Task brief: Print word for word the first line of the records below and every following line through the one containing "pub fn join_spec(&self, base: &TableId)"; print nothing else.

Items from a data source:
// SPDX-License-Identifier: AGPL-3.0-or-later
// Copyright (c) 2025 Gridbase

use gridbase_catalog::{
	Catalog,
	model::{ColumnMeta, ColumnOptions, LinkOptions, TableMeta},
};
use gridbase_type::TableId;
use tracing::instrument;

use crate::{Error, Result};

/// A link column with both sides resolved against the catalog.
///
/// For has-many and belongs-to links, `child_column` is the foreign key on
/// the child table and `parent_column` the referenced key on the parent.
/// For many-to-many links both are the participating tables' key columns
/// and the foreign keys live on the junction table, named
/// `<table_name>_<key_name>`.
#[derive(Clone, Debug)]
pub struct LinkContext {
	pub options: LinkOptions,
	pub child_column: ColumnMeta,
	pub child_table: TableMeta,
	pub parent_column: ColumnMeta,
	pub parent_table: TableMeta,
	pub junction_table: Option<TableMeta>,
}

/// How to reach the records on the other side of a link, seen from `base`.
/// The engine turns this into a correlated subquery or a join; either way
/// the correlation is `related.related_key = base.base_key`, hopping
/// through `junction` when present.
#[derive(Clone, Debug)]
pub struct JoinSpec {
	pub related_table: TableMeta,
	/// Physical key on the base table.
	pub base_key: String,
	/// Physical key on the related table.
	pub related_key: String,
	pub junction: Option<Junction>,
}

#[derive(Clone, Debug)]
pub struct Junction {
	pub table: TableMeta,
	/// Junction foreign key pointing back at the base table.
	pub base_fk: String,
	/// Junction foreign key pointing at the related table.
	pub related_fk: String,
}

impl LinkContext {
	/// The table on the other side of the link, seen from `base`.
	pub fn related_table(&self, base: &TableId) -> &TableMeta {
		if *base == self.parent_table.id {
			&self.child_table
		} else {
			&self.parent_table
		}
	}

	/// Whether traversal from `base` can reach more than one record.
	pub fn multi_row(&self, base: &TableId) -> bool {
		self.junction_table.is_some() || *base == self.parent_table.id
	}

	pub fn join_spec(&self, base: &TableId) -> Result<JoinSpec> {
		let base_is_parent = *base == self.parent_table.id;

		if let Some(junction) = &self.junction_table {
			let (base_table, base_column, related_table, related_column) = if base_is_parent {
				(&self.parent_table, &self.parent_column, &self.child_table, &self.child_column)
			} else {
				(&self.child_table, &self.child_column, &self.parent_table, &self.parent_column)
			};
			let base_key = physical(base_column)?.to_string();
			let related_key = physical(related_column)?.to_string();
			return Ok(JoinSpec {
				related_table: related_table.clone(),
				junction: Some(Junction {
					table: junction.clone(),
					base_fk: junction_fk(base_table, &base_key),
					related_fk: junction_fk(related_table, &related_key),
				}),
				base_key,
				related_key,
			});
		}

		if base_is_parent {
			Ok(JoinSpec {
				related_table: self.child_table.clone(),
				base_key: physical(&self.parent_column)?.to_string(),
				related_key: physical(&self.child_column)?.to_string(),
				junction: None,
			})
		} else {
			Ok(JoinSpec {
				related_table: self.parent_table.clone(),
				base_key: physical(&self.child_column)?.to_string(),
				related_key: physical(&self.parent_column)?.to_string(),
				junction: None,
			})
		}
	}
}

/// Resolve every table and column a link column's options name.
#[instrument(name = "column::link::resolve", level = "trace", skip(catalog, link_column), fields(column = %link_column.id))]
pub async fn resolve_link(catalog: &Catalog, link_column: &ColumnMeta) -> Result<LinkContext> {
	let ColumnOptions::Link(options) = &link_column.options else {
		return Err(Error::NotALink {
			column: link_column.id.clone(),
		});
	};

	let child_column = catalog.column(&options.child_column_id).await?;
	let parent_column = catalog.column(&options.parent_column_id).await?;
	let child_table = catalog.table(&child_column.fk_table_id).await?;
	let parent_table = catalog.table(&parent_column.fk_table_id).await?;
	let junction_table = match &options.junction_table_id {
		Some(id) => Some(catalog.table(id).await?),
		None => None,
	};

	Ok(LinkContext {
		options: options.clone(),
		child_column,
		child_table,
		parent_column,
		parent_table,
		junction_table,
	})
}

pub(crate) fn physical(column: &ColumnMeta) -> Result<&str> {
	column.column_name.as_deref().ok_or_else(|| Error::MissingPhysicalName {
		column: column.id.clone(),
	})
}

fn junction_fk(table: &TableMeta, key: &str) -> String {
	format!("{}_{}", table.table_name, key)
}

#[cfg(test)]
mod tests {
	use gridbase_testing::country_city_fixture;

	use super::*;

	#[tokio::test]
	async fn test_resolve_has_many() {
		let fx = country_city_fixture();
		let link = fx.catalog.column(&fx.country_cities).await.unwrap();
		let ctx = resolve_link(&fx.catalog, &link).await.unwrap();

		assert_eq!(ctx.parent_table.id, fx.country);
		assert_eq!(ctx.child_table.id, fx.city);
		assert_eq!(ctx.related_table(&fx.country).id, fx.city);
		assert!(ctx.multi_row(&fx.country));
		assert!(!ctx.multi_row(&fx.city));
	}

	#[tokio::test]
	async fn test_join_spec_orients_by_base_side() {
		let fx = country_city_fixture();
		let link = fx.catalog.column(&fx.country_cities).await.unwrap();
		let ctx = resolve_link(&fx.catalog, &link).await.unwrap();

		let outward = ctx.join_spec(&fx.country).unwrap();
		assert_eq!(outward.related_table.id, fx.city);
		assert_eq!(outward.base_key, "id");
		assert_eq!(outward.related_key, "country_id");

		let inward = ctx.join_spec(&fx.city).unwrap();
		assert_eq!(inward.related_table.id, fx.country);
		assert_eq!(inward.base_key, "country_id");
		assert_eq!(inward.related_key, "id");
	}

	#[tokio::test]
	async fn test_resolve_rejects_non_link() {
		let fx = country_city_fixture();
		let name = fx.catalog.column(&fx.city_name).await.unwrap();
		let err = resolve_link(&fx.catalog, &name).await.unwrap_err();
		assert!(matches!(err, Error::NotALink { .. }));
	}
}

Output for this task:
// SPDX-License-Identifier: AGPL-3.0-or-later
// Copyright (c) 2025 Gridbase

use gridbase_catalog::{
	Catalog,
	model::{ColumnMeta, ColumnOptions, LinkOptions, TableMeta},
};
use gridbase_type::TableId;
use tracing::instrument;

use crate::{Error, Result};

/// A link column with both sides resolved against the catalog.
///
/// For has-many and belongs-to links, `child_column` is the foreign key on
/// the child table and `parent_column` the referenced key on the parent.
/// For many-to-many links both are the participating tables' key columns
/// and the foreign keys live on the junction table, named
/// `<table_name>_<key_name>`.
#[derive(Clone, Debug)]
pub struct LinkContext {
	pub options: LinkOptions,
	pub child_column: ColumnMeta,
	pub child_table: TableMeta,
	pub parent_column: ColumnMeta,
	pub parent_table: TableMeta,
	pub junction_table: Option<TableMeta>,
}

/// How to reach the records on the other side of a link, seen from `base`.
/// The engine turns this into a correlated subquery or a join; either way
/// the correlation is `related.related_key = base.base_key`, hopping
/// through `junction` when present.
#[derive(Clone, Debug)]
pub struct JoinSpec {
	pub related_table: TableMeta,
	/// Physical key on the base table.
	pub base_key: String,
	/// Physical key on the related table.
	pub related_key: String,
	pub junction: Option<Junction>,
}

#[derive(Clone, Debug)]
pub struct Junction {
	pub table: TableMeta,
	/// Junction foreign key pointing back at the base table.
	pub base_fk: String,
	/// Junction foreign key pointing at the related table.
	pub related_fk: String,
}

impl LinkContext {
	/// The table on the other side of the link, seen from `base`.
	pub fn related_table(&self, base: &TableId) -> &TableMeta {
		if *base == self.parent_table.id {
			&self.child_table
		} else {
			&self.parent_table
		}
	}

	/// Whether traversal from `base` can reach more than one record.
	pub fn multi_row(&self, base: &TableId) -> bool {
		self.junction_table.is_some() || *base == self.parent_table.id
	}

	pub fn join_spec(&self, base: &TableId) -> Result<JoinSpec> {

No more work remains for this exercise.